Ahead of me is a compact car held together by duct tape, and ahead of that car is a minivan. The minivan climbs the winding road east of Montpelier at twenty-five miles an hour. I honk the horn, one gentle beep.
I have no idea which of my choices is better. There may be moral differences, but even there I may be deluding myself, even there I may be reducing the issues to the sorts of Birkenstock politics that sound great at rallies but often make little real sense.
There is no passing on this stretch of road, and there won't be for miles. I could pass the two cars illegally, of course.
Are you alive in there? I ask the minivan's driver in my mind. Are you awake?
On the one hand, I can let Miranda tell whoever she wants about the catamounts. Let the cats out of the bag, so to speak. The two of us could tell the world that we saw catamounts on Mount Republic, a mountain that is beautiful and magic and happened to have had the bad luck to have risen toward the sky in the middle of a ski resort. And then we could let nature take its course. I could let nature take its course. I could try and help Powder Peak manage the fallout.
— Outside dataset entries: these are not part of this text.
// Copyright (c) 2025 Felix Kahle.
//
// Permission is hereby granted, free of charge, to any person obtaining
// a copy of this software and associated documentation files (the
// "Software"), to deal in the Software without restriction, including
// without limitation the rights to use, copy, modify, merge, publish,
// distribute, sublicense, and/or sell copies of the Software, and to
// permit persons to whom the Software is furnished to do so, subject to
// the following conditions:
//
// The above copyright notice and this permission notice shall be
// included in all copies or substantial portions of the Software.
//
// THE SOFTWARE IS PROVIDED "AS IS", WITHOUT WARRANTY OF ANY KIND,
// EXPRESS OR IMPLIED, INCLUDING BUT NOT LIMITED TO THE WARRANTIES OF
// MERCHANTABILITY, FITNESS FOR A PARTICULAR PURPOSE AND
// NONINFRINGEMENT. IN NO EVENT SHALL THE AUTHORS OR COPYRIGHT HOLDERS BE
// LIABLE FOR ANY CLAIM, DAMAGES OR OTHER LIABILITY, WHETHER IN AN ACTION
// OF CONTRACT, TORT OR OTHERWISE, ARISING FROM, OUT OF OR IN CONNECTION
// WITH THE SOFTWARE OR THE USE OR OTHER DEALINGS IN THE SOFTWARE.

//! Moves and crossing plans.
//!
//! A `Move` is one crossing of the shared channel: a batch of agents
//! travelling together in one direction, tagged with the batch cost
//! (the maximum of its members' individual costs). A `CrossingPlan` is
//! the final output of a solve: the ordered move sequence together with
//! its total cost.
//!
//! Plans can be replayed against a model via `CrossingPlan::validate`,
//! which re-checks direction alternation, batch bounds, side
//! membership, per-move costs, and the goal condition. The solver's
//! tests lean on this to assert the structural properties of every
//! returned plan.

use crate::{
    index::AgentIndex,
    model::CrossingModel,
    state::CrossingState,
};
use num_traits::{PrimInt, Signed};
use smallvec::SmallVec;

/// The direction of a single crossing.
#[derive(Clone, Copy, PartialEq, Eq, Hash, Debug)]
pub enum Direction {
    /// From the source side to the destination side.
    Forward,
    /// From the destination side back to the source side.
    Return,
}

impl Direction {
    /// Returns the other direction.
    #[inline(always)]
    pub fn opposite(self) -> Self {
        match self {
            Direction::Forward => Direction::Return,
            Direction::Return => Direction::Forward,
        }
    }
}

impl std::fmt::Display for Direction {
    fn fmt(&self, f: &mut std::fmt::Formatter<'_>) -> std::fmt::Result {
        match self {
            Direction::Forward => write!(f, "Forward"),
            Direction::Return => write!(f, "Return"),
        }
    }
}

/// The batch of agents carried by a single move.
///
/// Batches are small by construction (bounded by the transfer
/// capacity), so they are stored inline up to four agents.
pub type MoveBatch = SmallVec<[AgentIndex; 4]>;

/// A single crossing: a batch of agents, a direction, and the batch
/// cost.
#[derive(Clone, PartialEq, Eq, Debug)]
pub struct Move<T> {
    agents: MoveBatch,
    direction: Direction,
    cost: T,
}

impl<T> Move<T>
where
    T: PrimInt + Signed,
{
    /// Creates a new `Move`.
    ///
    /// The batch must be non-empty and hold agent indices in strictly
    /// ascending order; the transition generator produces batches in
    /// exactly this form.
    ///
    /// # Panics
    ///
    /// In debug builds, panics if the batch is empty or not strictly
    /// ascending.
    #[inline]
    pub fn new(agents: MoveBatch, direction: Direction, cost: T) -> Self {
        debug_assert!(
            !agents.is_empty(),
            "called `Move::new` with an empty batch"
        );
        debug_assert!(
            agents.windows(2).all(|pair| pair[0] < pair[1]),
            "called `Move::new` with agents not in strictly ascending order"
        );

        Self {
            agents,
            direction,
            cost,
        }
    }

    /// Returns the agents carried by this move, in ascending index
    /// order.
    #[inline]
    pub fn agents(&self) -> &[AgentIndex] {
        &self.agents
    }

    /// Returns the number of agents carried by this move.
    #[inline]
    pub fn num_agents(&self) -> usize {
        self.agents.len()
    }

    /// Returns the direction of this move.
    #[inline]
    pub fn direction(&self) -> Direction {
        self.direction
    }

    /// Returns the cost of this move.
    #[inline]
    pub fn cost(&self) -> T {
        self.cost
    }
}

impl<T> std::fmt::Display for Move<T>
where
    T: PrimInt + Signed + std::fmt::Display,
{
    fn fmt(&self, f: &mut std::fmt::Formatter<'_>) -> std::fmt::Result {
        write!(f, "Move(direction: {}, agents: [", self.direction)?;
        for (position, agent) in self.agents.iter().enumerate() {
            if position > 0 {
                write!(f, ", ")?;
            }
            write!(f, "{}", agent.get())?;
        }
        write!(f, "], cost: {})", self.cost)
    }
}

/// The error type for plan validation.
#[derive(Debug, Clone, PartialEq, Eq)]
pub enum PlanValidationError {
    /// The move at `index` does not continue the forward/return
    /// alternation (plans start with a forward move).
    NonAlternatingDirection { index: usize },
    /// The move at `index` carries a batch outside the size bounds of
    /// its direction.
    InvalidBatchSize {
        index: usize,
        size: usize,
        limit: usize,
    },
    /// The move at `index` names an agent the model does not know.
    UnknownAgent { index: usize, agent: AgentIndex },
    /// The move at `index` carries an agent that is not on the side the
    /// move departs from.
    AgentOnWrongSide { index: usize, agent: AgentIndex },
    /// The recorded cost of the move at `index` does not equal the
    /// batch cost under the model.
    MoveCostMismatch { index: usize },
    /// The recorded total cost does not equal the sum of the move
    /// costs.
    TotalCostMismatch,
    /// Replaying the plan does not end in the goal state.
    NotAtGoal,
}

impl std::fmt::Display for PlanValidationError {
    fn fmt(&self, f: &mut std::fmt::Formatter<'_>) -> std::fmt::Result {
        match self {
            Self::NonAlternatingDirection { index } => {
                write!(f, "Move {} breaks the forward/return alternation", index)
            }
            Self::InvalidBatchSize { index, size, limit } => write!(
                f,
                "Move {} carries {} agents but at most {} are allowed",
                index, size, limit
            ),
            Self::UnknownAgent { index, agent } => {
                write!(f, "Move {} names unknown agent {}", index, agent.get())
            }
            Self::AgentOnWrongSide { index, agent } => write!(
                f,
                "Move {} carries agent {} which is not on the departing side",
                index,
                agent.get()
            ),
            Self::MoveCostMismatch { index } => write!(
                f,
                "Move {} is tagged with a cost that differs from its batch cost",
                index
            ),
            Self::TotalCostMismatch => {
                write!(f, "The total cost does not equal the sum of the move costs")
            }
            Self::NotAtGoal => write!(f, "The plan does not end in the goal state"),
        }
    }
}

impl std::error::Error for PlanValidationError {}

/// The final solution to a crossing instance: the ordered move sequence
/// and its total cost.
#[derive(Clone, PartialEq, Eq, Debug)]
pub struct CrossingPlan<T> {
    moves: Vec<Move<T>>,
    total_cost: T,
}

impl<T> CrossingPlan<T>
where
    T: PrimInt + Signed,
{
    /// Constructs a new `CrossingPlan`.
    ///
    /// # Panics
    ///
    /// Panics if `total_cost` does not equal the sum of the move costs.
    pub fn new(moves: Vec<Move<T>>, total_cost: T) -> Self {
        let sum = moves
            .iter()
            .fold(T::zero(), |acc, step| acc.saturating_add(step.cost()));
        assert!(
            sum == total_cost,
            "called `CrossingPlan::new` with a total cost that does not equal the sum of the move costs"
        );

        Self { moves, total_cost }
    }

    /// Returns the ordered move sequence.
    #[inline]
    pub fn moves(&self) -> &[Move<T>] {
        &self.moves
    }

    /// Returns the number of moves in this plan.
    #[inline]
    pub fn num_moves(&self) -> usize {
        self.moves.len()
    }

    /// Returns `true` if this plan contains no moves.
    #[inline]
    pub fn is_empty(&self) -> bool {
        self.moves.is_empty()
    }

    /// Returns the total cost of this plan.
    #[inline]
    pub fn total_cost(&self) -> T {
        self.total_cost
    }

    /// Replays this plan against the given model and checks every
    /// structural property: moves alternate starting with a forward
    /// move, batches respect the direction-specific size bounds, every
    /// carried agent departs from the side it is actually on, each move
    /// cost equals its batch cost, the total equals the sum, and the
    /// final state is the goal.
    pub fn validate(&self, model: &CrossingModel<T>) -> Result<(), PlanValidationError> {
        let mut state = CrossingState::initial(model.num_agents());
        let mut expected_direction = Direction::Forward;
        let mut accumulated = T::zero();

        for (index, step) in self.moves.iter().enumerate() {
            if step.direction() != expected_direction {
                return Err(PlanValidationError::NonAlternatingDirection { index });
            }

            let limit = match step.direction() {
                Direction::Forward => model.capacity(),
                Direction::Return => model.capacity().saturating_sub(1),
            };
            if step.num_agents() == 0 || step.num_agents() > limit {
                return Err(PlanValidationError::InvalidBatchSize {
                    index,
                    size: step.num_agents(),
                    limit,
                });
            }

            for &agent in step.agents() {
                if agent.get() >= model.num_agents() {
                    return Err(PlanValidationError::UnknownAgent { index, agent });
                }
                let departs_from_source = step.direction() == Direction::Forward;
                if state.is_on_source(agent) != departs_from_source {
                    return Err(PlanValidationError::AgentOnWrongSide { index, agent });
                }
            }

            if step.cost() != model.batch_cost(step.agents()) {
                return Err(PlanValidationError::MoveCostMismatch { index });
            }

            state = match step.direction() {
                Direction::Forward => state.after_forward(step.agents()),
                Direction::Return => state.after_return(step.agents()),
            };
            accumulated = accumulated.saturating_add(step.cost());
            expected_direction = expected_direction.opposite();
        }

        if accumulated != self.total_cost {
            return Err(PlanValidationError::TotalCostMismatch);
        }
        if !state.is_goal() {
            return Err(PlanValidationError::NotAtGoal);
        }
        Ok(())
    }
}

impl<T> std::fmt::Display for CrossingPlan<T>
where
    T: PrimInt + Signed + std::fmt::Display,
{
    fn fmt(&self, f: &mut std::fmt::Formatter<'_>) -> std::fmt::Result {
        writeln!(f, "Crossing Plan Summary")?;
        writeln!(f, "   Total cost: {}", self.total_cost)?;
        writeln!(f)?;

        if self.moves.is_empty() {
            writeln!(f, "   (No moves)")?;
            return Ok(());
        }

        writeln!(
            f,
            "   {:<6} | {:<10} | {:<16} | {:<10}",
            "Step", "Direction", "Agents", "Cost"
        )?;
        writeln!(f, "   {:-<6}-+-{:-<10}-+-{:-<16}-+-{:-<10}", "", "", "", "")?;
        for (position, step) in self.moves.iter().enumerate() {
            let agents = step
                .agents()
                .iter()
                .map(|agent| agent.get().to_string())
                .collect::<Vec<_>>()
                .join(", ");
            writeln!(
                f,
                "   {:<6} | {:<10} | {:<16} | {:<10}",
                position + 1,
                step.direction().to_string(),
                agents,
                step.cost()
            )?;
        }

        Ok(())
    }
}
No, that's not likely. I certainly wouldn't be working with Powder Peak once we started telling people about the animals we saw on the mountain. They probably wouldn't let me near the place.
I tap the horn again, trying to give the minivan a wake-up call. Trying, perhaps, to convince the little car before me to pass the van illegally, so that I'll have only one car to race past on a winding road with two yellow lines.
I want to get home. I want to be home.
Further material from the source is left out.